Reproduce every entry exactly as shown.
Dataset records Start Marker
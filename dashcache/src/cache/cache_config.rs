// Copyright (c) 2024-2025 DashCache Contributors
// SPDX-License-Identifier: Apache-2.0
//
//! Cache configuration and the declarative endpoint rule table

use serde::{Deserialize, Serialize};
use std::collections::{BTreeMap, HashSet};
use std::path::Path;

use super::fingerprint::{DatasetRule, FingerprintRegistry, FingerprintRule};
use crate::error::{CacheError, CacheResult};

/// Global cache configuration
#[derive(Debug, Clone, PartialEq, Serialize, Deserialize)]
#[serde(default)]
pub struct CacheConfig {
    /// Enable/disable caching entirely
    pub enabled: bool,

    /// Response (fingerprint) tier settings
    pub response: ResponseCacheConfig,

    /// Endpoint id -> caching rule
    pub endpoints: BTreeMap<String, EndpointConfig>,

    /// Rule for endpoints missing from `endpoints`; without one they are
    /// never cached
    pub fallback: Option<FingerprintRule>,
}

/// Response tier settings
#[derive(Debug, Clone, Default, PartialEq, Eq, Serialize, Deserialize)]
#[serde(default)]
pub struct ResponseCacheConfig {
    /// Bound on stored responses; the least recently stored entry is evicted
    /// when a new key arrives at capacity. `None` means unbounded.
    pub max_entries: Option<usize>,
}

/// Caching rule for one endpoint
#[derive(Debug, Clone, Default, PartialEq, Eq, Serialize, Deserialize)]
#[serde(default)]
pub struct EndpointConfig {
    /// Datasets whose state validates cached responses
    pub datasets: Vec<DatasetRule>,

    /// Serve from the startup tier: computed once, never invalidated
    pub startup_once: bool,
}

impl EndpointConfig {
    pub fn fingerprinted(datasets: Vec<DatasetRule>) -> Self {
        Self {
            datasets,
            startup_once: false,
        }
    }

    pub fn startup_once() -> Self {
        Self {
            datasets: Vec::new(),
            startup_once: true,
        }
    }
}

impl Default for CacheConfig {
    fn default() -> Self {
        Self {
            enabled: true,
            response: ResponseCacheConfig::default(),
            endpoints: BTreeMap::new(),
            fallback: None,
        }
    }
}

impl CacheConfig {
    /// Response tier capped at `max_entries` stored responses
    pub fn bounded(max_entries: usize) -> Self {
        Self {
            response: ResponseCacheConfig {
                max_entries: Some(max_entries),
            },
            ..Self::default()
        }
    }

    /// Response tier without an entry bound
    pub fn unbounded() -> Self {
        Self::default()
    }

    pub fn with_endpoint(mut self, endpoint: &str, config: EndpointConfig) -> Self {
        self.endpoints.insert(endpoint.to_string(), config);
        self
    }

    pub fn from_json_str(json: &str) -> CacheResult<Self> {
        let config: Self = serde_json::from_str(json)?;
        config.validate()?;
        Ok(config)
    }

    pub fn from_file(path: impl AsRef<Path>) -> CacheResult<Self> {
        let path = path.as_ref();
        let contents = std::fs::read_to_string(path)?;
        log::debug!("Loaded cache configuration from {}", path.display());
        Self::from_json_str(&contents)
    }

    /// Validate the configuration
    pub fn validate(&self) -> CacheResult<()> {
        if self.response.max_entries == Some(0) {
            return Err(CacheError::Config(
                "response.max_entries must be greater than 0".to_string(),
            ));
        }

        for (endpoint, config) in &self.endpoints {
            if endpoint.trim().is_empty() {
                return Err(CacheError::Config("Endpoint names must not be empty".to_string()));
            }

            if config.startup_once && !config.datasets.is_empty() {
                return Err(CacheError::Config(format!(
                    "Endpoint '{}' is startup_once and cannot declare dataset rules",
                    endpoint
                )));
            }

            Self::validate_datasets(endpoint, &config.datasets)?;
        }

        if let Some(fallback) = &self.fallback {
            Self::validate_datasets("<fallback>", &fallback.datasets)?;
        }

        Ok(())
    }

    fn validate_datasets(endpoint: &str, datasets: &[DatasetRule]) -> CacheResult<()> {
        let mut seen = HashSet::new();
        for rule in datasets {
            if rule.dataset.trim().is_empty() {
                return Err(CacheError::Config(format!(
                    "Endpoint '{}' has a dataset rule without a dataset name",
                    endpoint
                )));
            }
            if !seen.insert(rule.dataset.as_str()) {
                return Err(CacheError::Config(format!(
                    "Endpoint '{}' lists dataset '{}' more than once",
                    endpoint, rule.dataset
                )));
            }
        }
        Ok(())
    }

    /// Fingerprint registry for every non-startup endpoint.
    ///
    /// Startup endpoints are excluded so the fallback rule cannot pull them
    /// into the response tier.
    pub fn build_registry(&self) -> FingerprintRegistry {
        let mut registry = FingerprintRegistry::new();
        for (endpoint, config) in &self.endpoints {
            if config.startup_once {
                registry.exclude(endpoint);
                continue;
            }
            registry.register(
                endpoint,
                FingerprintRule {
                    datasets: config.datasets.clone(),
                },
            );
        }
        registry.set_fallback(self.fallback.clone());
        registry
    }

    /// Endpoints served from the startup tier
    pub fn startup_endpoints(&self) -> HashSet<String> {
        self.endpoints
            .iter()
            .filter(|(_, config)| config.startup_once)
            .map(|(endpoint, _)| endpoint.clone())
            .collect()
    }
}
Dataset records End Marker
Task response -
filename dashcache/src/cache/cache_config.rs
// Copyright (c) 2024-2025 DashCache Contributors
// SPDX-License-Identifier: Apache-2.0
//
//! Cache configuration and the declarative endpoint rule table

use serde::{Deserialize, Serialize};
use std::collections::{BTreeMap, HashSet};
use std::path::Path;

use super::fingerprint::{DatasetRule, FingerprintRegistry, FingerprintRule};
use crate::error::{CacheError, CacheResult};

/// Global cache configuration
#[derive(Debug, Clone, PartialEq, Serialize, Deserialize)]
#[serde(default)]
pub struct CacheConfig {
    /// Enable/disable caching entirely
    pub enabled: bool,

    /// Response (fingerprint) tier settings
    pub response: ResponseCacheConfig,

    /// Endpoint id -> caching rule
    pub endpoints: BTreeMap<String, EndpointConfig>,

    /// Rule for endpoints missing from `endpoints`; without one they are
    /// never cached
    pub fallback: Option<FingerprintRule>,
}

/// Response tier settings
#[derive(Debug, Clone, Default, PartialEq, Eq, Serialize, Deserialize)]
#[serde(default)]
pub struct ResponseCacheConfig {
    /// Bound on stored responses; the least recently stored entry is evicted
    /// when a new key arrives at capacity. `None` means unbounded.
    pub max_entries: Option<usize>,
}

/// Caching rule for one endpoint
#[derive(Debug, Clone, Default, PartialEq, Eq, Serialize, Deserialize)]
#[serde(default)]
pub struct EndpointConfig {
    /// Datasets whose state validates cached responses
    pub datasets: Vec<DatasetRule>,

    /// Serve from the startup tier: computed once, never invalidated
    pub startup_once: bool,
}

impl EndpointConfig {
    pub fn fingerprinted(datasets: Vec<DatasetRule>) -> Self {
        Self {
            datasets,
            startup_once: false,
        }
    }

    pub fn startup_once() -> Self {
        Self {
            datasets: Vec::new(),
            startup_once: true,
        }
    }
}

impl Default for CacheConfig {
    fn default() -> Self {
        Self {
            enabled: true,
            response: ResponseCacheConfig::default(),
            endpoints: BTreeMap::new(),
            fallback: None,
        }
    }
}

impl CacheConfig {
    /// Response tier capped at `max_entries` stored responses
    pub fn bounded(max_entries: usize) -> Self {
        Self {
            response: ResponseCacheConfig {
                max_entries: Some(max_entries),
            },
            ..Self::default()
        }
    }

    /// Response tier without an entry bound
    pub fn unbounded() -> Self {
        Self::default()
    }

    pub fn with_endpoint(mut self, endpoint: &str, config: EndpointConfig) -> Self {
        self.endpoints.insert(endpoint.to_string(), config);
        self
    }

    pub fn from_json_str(json: &str) -> CacheResult<Self> {
        let config: Self = serde_json::from_str(json)?;
        config.validate()?;
        Ok(config)
    }

    pub fn from_file(path: impl AsRef<Path>) -> CacheResult<Self> {
        let path = path.as_ref();
        let contents = std::fs::read_to_string(path)?;
        log::debug!("Loaded cache configuration from {}", path.display());
        Self::from_json_str(&contents)
    }

    /// Validate the configuration
    pub fn validate(&self) -> CacheResult<()> {
        if self.response.max_entries == Some(0) {
            return Err(CacheError::Config(
                "response.max_entries must be greater than 0".to_string(),
            ));
        }

        for (endpoint, config) in &self.endpoints {
            if endpoint.trim().is_empty() {
                return Err(CacheError::Config("Endpoint names must not be empty".to_string()));
            }

            if config.startup_once && !config.datasets.is_empty() {
                return Err(CacheError::Config(format!(
                    "Endpoint '{}' is startup_once and cannot declare dataset rules",
                    endpoint
                )));
            }

            Self::validate_datasets(endpoint, &config.datasets)?;
        }

        if let Some(fallback) = &self.fallback {
            Self::validate_datasets("<fallback>", &fallback.datasets)?;
        }

        Ok(())
    }

    fn validate_datasets(endpoint: &str, datasets: &[DatasetRule]) -> CacheResult<()> {
        let mut seen = HashSet::new();
        for rule in datasets {
            if rule.dataset.trim().is_empty() {
                return Err(CacheError::Config(format!(
                    "Endpoint '{}' has a dataset rule without a dataset name",
                    endpoint
                )));
            }
            if !seen.insert(rule.dataset.as_str()) {
                return Err(CacheError::Config(format!(
                    "Endpoint '{}' lists dataset '{}' more than once",
                    endpoint, rule.dataset
                )));
            }
        }
        Ok(())
    }

    /// Fingerprint registry for every non-startup endpoint.
    ///
    /// Startup endpoints are excluded so the fallback rule cannot pull them
    /// into the response tier.
    pub fn build_registry(&self) -> FingerprintRegistry {
        let mut registry = FingerprintRegistry::new();
        for (endpoint, config) in &self.endpoints {
            if config.startup_once {
                registry.exclude(endpoint);
                continue;
            }
            registry.register(
                endpoint,
                FingerprintRule {
                    datasets: config.datasets.clone(),
                },
            );
        }
        registry.set_fallback(self.fallback.clone());
        registry
    }

    /// Endpoints served from the startup tier
    pub fn startup_endpoints(&self) -> HashSet<String> {
        self.endpoints
            .iter()
            .filter(|(_, config)| config.startup_once)
            .map(|(endpoint, _)| endpoint.clone())
            .collect()
    }
}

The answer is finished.